Every line holding the string "call" is to be copied from the entries below.

[Extracted data entries]
⟨

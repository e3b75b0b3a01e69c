//! The `/mcp` route: one buffered HTTP call per engine invocation.
//!
//! # Design
//! The handler reads the whole body, describes the call as a `RequestScope`,
//! hands a fresh `Exchange` to the shared engine, and converts whatever the
//! engine sent into one `Response`. Failures are contained here so the
//! listener keeps serving.

use axum::body::Body;
use axum::extract::{Request, State};
use axum::http::request::Parts;
use axum::http::{HeaderName, HeaderValue, StatusCode};
use axum::response::{IntoResponse, Response};
use mcp_bridge_core::{Exchange, HttpResponse, RequestScope};

use crate::error::HandlerError;
use crate::{cors, AppState};

/// `OPTIONS /mcp`. Never reaches the engine.
pub async fn preflight() -> Response {
    let mut response = StatusCode::OK.into_response();
    cors::preflight(response.headers_mut());
    response
}

/// `GET` and `POST /mcp`.
pub async fn handle(State(state): State<AppState>, request: Request) -> Response {
    match dispatch(&state, request).await {
        Ok(response) => response,
        Err(err) => {
            tracing::error!(error = ?err, "error in MCP endpoint");
            err.into_response()
        }
    }
}

async fn dispatch(state: &AppState, request: Request) -> Result<Response, HandlerError> {
    let (parts, body) = request.into_parts();
    let body = axum::body::to_bytes(body, usize::MAX)
        .await
        .map_err(HandlerError::Body)?;

    let scope = scope_from_parts(&parts);
    let mut exchange = Exchange::new(body);
    state.engine.call(&scope, &mut exchange).await?;

    let mut response = into_http_response(exchange.into_response())?;
    cors::allow_origin(response.headers_mut());
    Ok(response)
}

/// Describe the call the way the engine expects: raw query, lower-cased names.
pub fn scope_from_parts(parts: &Parts) -> RequestScope {
    let query = parts.uri.query().unwrap_or("");
    RequestScope::new(
        parts.method.as_str(),
        parts.uri.path(),
        query.as_bytes(),
        parts
            .headers
            .iter()
            .map(|(name, value)| (name.as_str().as_bytes(), value.as_bytes())),
    )
}

/// Later headers with the same name replace earlier ones.
fn into_http_response(collected: HttpResponse) -> Result<Response, HandlerError> {
    let status = StatusCode::from_u16(collected.status)
        .map_err(|_| HandlerError::InvalidStatus(collected.status))?;

    let mut response = Response::new(Body::from(collected.body));
    *response.status_mut() = status;
    let headers = response.headers_mut();
    for (name, value) in collected.headers {
        let name = HeaderName::from_bytes(&name)
            .map_err(|e| HandlerError::InvalidHeader(format!("{}: {e}", String::from_utf8_lossy(&name))))?;
        let value = HeaderValue::from_bytes(&value)
            .map_err(|e| HandlerError::InvalidHeader(format!("{name}: {e}")))?;
        headers.insert(name, value);
    }
    Ok(response)
}

#[cfg(test)]
mod tests {
    use super::*;
    use axum::http::Request as HttpRequest;

    #[test]
    fn scope_keeps_raw_query_and_lowercases_headers() {
        let (parts, _) = HttpRequest::builder()
            .method("POST")
            .uri("/mcp?session=1&x=%20")
            .header("X-Custom", "Value")
            .body(())
            .unwrap()
            .into_parts();
        let scope = scope_from_parts(&parts);
        assert_eq!(scope.method(), "POST");
        assert_eq!(scope.path(), "/mcp");
        assert_eq!(scope.query_string(), b"session=1&x=%20");
        assert_eq!(scope.headers(), &[(b"x-custom".to_vec(), b"Value".to_vec())]);
    }

    #[test]
    fn duplicate_engine_headers_keep_last_value() {
        let response = into_http_response(HttpResponse {
            status: 200,
            headers: vec![
                (b"x-a".to_vec(), b"1".to_vec()),
                (b"x-a".to_vec(), b"2".to_vec()),
            ],
            body: Vec::new(),
        })
        .unwrap();
        assert_eq!(response.headers()["x-a"], "2");
    }

    #[test]
    fn invalid_status_is_an_error() {
        let err = into_http_response(HttpResponse {
            status: 42,
            headers: Vec::new(),
            body: Vec::new(),
        })
        .unwrap_err();
        assert!(matches!(err, HandlerError::InvalidStatus(42)));
    }

    #[test]
    fn invalid_header_name_is_an_error() {
        let err = into_http_response(HttpResponse {
            status: 200,
            headers: vec![(b"bad header".to_vec(), b"v".to_vec())],
            body: Vec::new(),
        })
        .unwrap_err();
        assert!(matches!(err, HandlerError::InvalidHeader(_)));
    }
}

⟩

• Solution for this exercise:
//! The `/mcp` route: one buffered HTTP call per engine invocation.
//! The handler reads the whole body, describes the call as a `RequestScope`,
    state.engine.call(&scope, &mut exchange).await?;
/// Describe the call the way the engine expects: raw query, lower-cased names.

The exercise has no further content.